But it's possible that someone changed this policy, created the account, and changed it back.

I've done this myself (several times for service accounts to avoid [HP] protect tool's obfuscation process).

It might not even have been intentional. One admin could have messed with the policy and several minutes later (that's all its going to take if you're in the same site as the PDCe) another admin created the user.


--Paul
________________________________

From: [EMAIL PROTECTED]
[mailto:[EMAIL PROTECTED] On Behalf Of Tom Kern
Sent: Wednesday, September 06, 2006 11:44 AM
To: [email protected]
Subject: Re: [ActiveDir] Strange password issue


If you mean before the policy was set up, then, no.
This policy has been in effect for a couple of years and
the account was created a month ago..

Maybe the PC is not getting the Default Domain Policy?
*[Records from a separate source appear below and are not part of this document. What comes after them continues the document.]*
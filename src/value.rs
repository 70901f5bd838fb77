// JValue: Arc-wrapped JSON value for O(1) cloning
// Shared by every stage of the filter pipeline

use std::borrow::Cow;
use std::cmp::Ordering;
use std::fmt;
use std::sync::Arc;

use indexmap::IndexMap;
use serde::de::{self, DeserializeSeed, Deserializer, MapAccess, SeqAccess, Visitor};
use serde::Deserialize;
use serde::ser::{Serialize, SerializeMap, SerializeSeq, Serializer};

use crate::utils::with_stack;

/// A JSON value with O(1) clone semantics via Arc-wrapping.
///
/// Strings, arrays and objects are shared, never mutated once a second owner
/// exists. Updates go through `Arc::make_mut`, which copies the top level and
/// keeps untouched children shared.
#[derive(Clone, Debug)]
pub enum JValue {
    Null,
    Bool(bool),
    Number(f64),
    String(Arc<str>),
    Array(Arc<Vec<JValue>>),
    Object(Arc<IndexMap<String, JValue>>),
}

/// Numbers with a magnitude below this print without a fractional part.
const INTEGER_PRINT_LIMIT: f64 = 1e17;

/// Arrays and objects nested deeper than this are rejected by the parser.
pub const MAX_PARSE_DEPTH: usize = 10_000;

/// Text that parses to the largest finite double.
const DBL_MAX_TEXT: &str = "1.7976931348623157e308";

// ── Type checks ──────────────────────────────────────────────────────────────

impl JValue {
    #[inline]
    pub fn is_null(&self) -> bool {
        matches!(self, JValue::Null)
    }

    #[inline]
    pub fn is_bool(&self) -> bool {
        matches!(self, JValue::Bool(_))
    }

    #[inline]
    pub fn is_number(&self) -> bool {
        matches!(self, JValue::Number(_))
    }

    #[inline]
    pub fn is_string(&self) -> bool {
        matches!(self, JValue::String(_))
    }

    #[inline]
    pub fn is_array(&self) -> bool {
        matches!(self, JValue::Array(_))
    }

    #[inline]
    pub fn is_object(&self) -> bool {
        matches!(self, JValue::Object(_))
    }

    /// Everything except `null` and `false` is truthy.
    #[inline]
    pub fn is_truthy(&self) -> bool {
        !matches!(self, JValue::Null | JValue::Bool(false))
    }

    /// Name used by the `type` builtin and in error messages.
    pub fn type_name(&self) -> &'static str {
        match self {
            JValue::Null => "null",
            JValue::Bool(_) => "boolean",
            JValue::Number(_) => "number",
            JValue::String(_) => "string",
            JValue::Array(_) => "array",
            JValue::Object(_) => "object",
        }
    }

    /// Position of the value's kind in the total order.
    fn kind_rank(&self) -> u8 {
        match self {
            JValue::Null => 0,
            JValue::Bool(false) => 1,
            JValue::Bool(true) => 2,
            JValue::Number(_) => 3,
            JValue::String(_) => 4,
            JValue::Array(_) => 5,
            JValue::Object(_) => 6,
        }
    }
}

// ── Extraction ───────────────────────────────────────────────────────────────

impl JValue {
    #[inline]
    pub fn as_f64(&self) -> Option<f64> {
        match self {
            JValue::Number(n) => Some(*n),
            _ => None,
        }
    }

    /// Integral view of a number, truncating towards zero like array indexing does.
    #[inline]
    pub fn as_i64(&self) -> Option<i64> {
        match self {
            JValue::Number(n) if n.is_finite() => Some(n.trunc() as i64),
            JValue::Number(n) if n.is_nan() => Some(0),
            JValue::Number(n) => Some(if *n > 0.0 { i64::MAX } else { i64::MIN }),
            _ => None,
        }
    }

    #[inline]
    pub fn as_str(&self) -> Option<&str> {
        match self {
            JValue::String(s) => Some(s),
            _ => None,
        }
    }

    #[inline]
    pub fn as_bool(&self) -> Option<bool> {
        match self {
            JValue::Bool(b) => Some(*b),
            _ => None,
        }
    }

    #[inline]
    pub fn as_array(&self) -> Option<&Vec<JValue>> {
        match self {
            JValue::Array(arr) => Some(arr),
            _ => None,
        }
    }

    #[inline]
    pub fn as_object(&self) -> Option<&IndexMap<String, JValue>> {
        match self {
            JValue::Object(map) => Some(map),
            _ => None,
        }
    }

    /// Get a mutable reference to the inner Vec, cloning if shared (Arc::make_mut).
    #[inline]
    pub fn as_array_mut(&mut self) -> Option<&mut Vec<JValue>> {
        match self {
            JValue::Array(arr) => Some(Arc::make_mut(arr)),
            _ => None,
        }
    }

    /// Get a mutable reference to the inner IndexMap, cloning if shared (Arc::make_mut).
    #[inline]
    pub fn as_object_mut(&mut self) -> Option<&mut IndexMap<String, JValue>> {
        match self {
            JValue::Object(map) => Some(Arc::make_mut(map)),
            _ => None,
        }
    }

    /// Index into an object by key.
    #[inline]
    pub fn get(&self, key: &str) -> Option<&JValue> {
        match self {
            JValue::Object(map) => map.get(key),
            _ => None,
        }
    }

    /// Index into an array by position.
    #[inline]
    pub fn get_index(&self, index: usize) -> Option<&JValue> {
        match self {
            JValue::Array(arr) => arr.get(index),
            _ => None,
        }
    }
}

// ── Constructors ─────────────────────────────────────────────────────────────

impl JValue {
    #[inline]
    pub fn from_i64(n: i64) -> Self {
        JValue::Number(n as f64)
    }

    #[inline]
    pub fn from_f64(n: f64) -> Self {
        JValue::Number(n)
    }

    #[inline]
    pub fn string(s: impl Into<Arc<str>>) -> Self {
        JValue::String(s.into())
    }

    #[inline]
    pub fn array(v: Vec<JValue>) -> Self {
        JValue::Array(Arc::new(v))
    }

    #[inline]
    pub fn object(m: IndexMap<String, JValue>) -> Self {
        JValue::Object(Arc::new(m))
    }

    #[inline]
    pub fn empty_array() -> Self {
        JValue::Array(Arc::default())
    }

    #[inline]
    pub fn empty_object() -> Self {
        JValue::Object(Arc::default())
    }
}

// ── From impls ───────────────────────────────────────────────────────────────

impl From<bool> for JValue {
    #[inline]
    fn from(b: bool) -> Self {
        JValue::Bool(b)
    }
}

impl From<i64> for JValue {
    #[inline]
    fn from(n: i64) -> Self {
        JValue::Number(n as f64)
    }
}

impl From<i32> for JValue {
    #[inline]
    fn from(n: i32) -> Self {
        JValue::Number(n as f64)
    }
}

impl From<usize> for JValue {
    #[inline]
    fn from(n: usize) -> Self {
        JValue::Number(n as f64)
    }
}

impl From<f64> for JValue {
    #[inline]
    fn from(n: f64) -> Self {
        JValue::Number(n)
    }
}

impl From<&str> for JValue {
    #[inline]
    fn from(s: &str) -> Self {
        JValue::String(s.into())
    }
}

impl From<String> for JValue {
    #[inline]
    fn from(s: String) -> Self {
        JValue::String(s.into())
    }
}

impl From<Arc<str>> for JValue {
    #[inline]
    fn from(s: Arc<str>) -> Self {
        JValue::String(s)
    }
}

impl From<Vec<JValue>> for JValue {
    #[inline]
    fn from(v: Vec<JValue>) -> Self {
        JValue::Array(Arc::new(v))
    }
}

impl From<IndexMap<String, JValue>> for JValue {
    #[inline]
    fn from(m: IndexMap<String, JValue>) -> Self {
        JValue::Object(Arc::new(m))
    }
}

impl FromIterator<JValue> for JValue {
    fn from_iter<I: IntoIterator<Item = JValue>>(iter: I) -> Self {
        JValue::array(iter.into_iter().collect())
    }
}

// ── Equality and ordering ────────────────────────────────────────────────────

impl PartialEq for JValue {
    fn eq(&self, other: &Self) -> bool {
        match (self, other) {
            (JValue::Null, JValue::Null) => true,
            (JValue::Bool(a), JValue::Bool(b)) => a == b,
            // NaN != NaN
            (JValue::Number(a), JValue::Number(b)) => a == b,
            (JValue::String(a), JValue::String(b)) => a == b,
            (JValue::Array(a), JValue::Array(b)) => Arc::ptr_eq(a, b) || a == b,
            // IndexMap equality ignores insertion order
            (JValue::Object(a), JValue::Object(b)) => Arc::ptr_eq(a, b) || a == b,
            _ => false,
        }
    }
}

impl JValue {
    /// Total order over all values:
    /// `null < false < true < numbers < strings < arrays < objects`.
    ///
    /// Arrays compare lexicographically. Objects compare their sorted key
    /// lists first, then their values in sorted-key order. NaN sorts below
    /// every other number.
    pub fn compare(&self, other: &JValue) -> Ordering {
        match (self, other) {
            (JValue::Number(a), JValue::Number(b)) => compare_numbers(*a, *b),
            (JValue::String(a), JValue::String(b)) => a.as_bytes().cmp(b.as_bytes()),
            (JValue::Array(a), JValue::Array(b)) => {
                for (x, y) in a.iter().zip(b.iter()) {
                    match x.compare(y) {
                        Ordering::Equal => continue,
                        ord => return ord,
                    }
                }
                a.len().cmp(&b.len())
            }
            (JValue::Object(a), JValue::Object(b)) => {
                let mut ka: Vec<&String> = a.keys().collect();
                let mut kb: Vec<&String> = b.keys().collect();
                ka.sort();
                kb.sort();
                match ka.cmp(&kb) {
                    Ordering::Equal => {}
                    ord => return ord,
                }
                for key in ka {
                    match (a.get(key), b.get(key)) {
                        (Some(x), Some(y)) => match x.compare(y) {
                            Ordering::Equal => continue,
                            ord => return ord,
                        },
                        _ => continue,
                    }
                }
                Ordering::Equal
            }
            _ => self.kind_rank().cmp(&other.kind_rank()),
        }
    }
}

fn compare_numbers(a: f64, b: f64) -> Ordering {
    match (a.is_nan(), b.is_nan()) {
        (true, true) => Ordering::Equal,
        (true, false) => Ordering::Less,
        (false, true) => Ordering::Greater,
        (false, false) => a.partial_cmp(&b).unwrap_or(Ordering::Equal),
    }
}

impl PartialOrd for JValue {
    fn partial_cmp(&self, other: &Self) -> Option<Ordering> {
        Some(self.compare(other))
    }
}

// ── Display ──────────────────────────────────────────────────────────────────

impl fmt::Display for JValue {
    /// Compact JSON text.
    fn fmt(&self, f: &mut fmt::Formatter<'_>) -> fmt::Result {
        let text = serde_json::to_string(self).map_err(|_| fmt::Error)?;
        f.write_str(&text)
    }
}

// ── Serialization ────────────────────────────────────────────────────────────

fn serialize_number<S: Serializer>(n: f64, serializer: S) -> Result<S::Ok, S::Error> {
    if n.is_nan() {
        serializer.serialize_none()
    } else if n.is_infinite() {
        // Clamp to the largest finite double so the output stays valid JSON.
        serializer.serialize_f64(if n > 0.0 { f64::MAX } else { f64::MIN })
    } else if n.fract() == 0.0 && n.abs() < INTEGER_PRINT_LIMIT {
        serializer.serialize_i64(n as i64)
    } else {
        serializer.serialize_f64(n)
    }
}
On 9/6/06, Williams, Robert
<[EMAIL PROTECTED]> wrote:

Tom,



This is just a stab in the dark but is it
possible that this user's password was set prior to the Default Domain
Policy being in effect?

Robert Williams

________________________________

From:
[EMAIL PROTECTED]
[mailto:[EMAIL PROTECTED] On Behalf Of Tom Kern
Sent: Wednesday, September 06, 2006 9:39 AM
To: activedirectory
Subject: [ActiveDir] Strange password issue



I'm having this weird  issue where I have a user
account who is able to log in with a blank password.

The Default Domain Policy is set to a min
password length of 6 characters.

The userAccountControl on the user is set to
512.



The Domain is at win2k3 DFL and FFL.



Is there any other way besides a migration tool
like Quest that could circumvent this policy and allow blank passwords?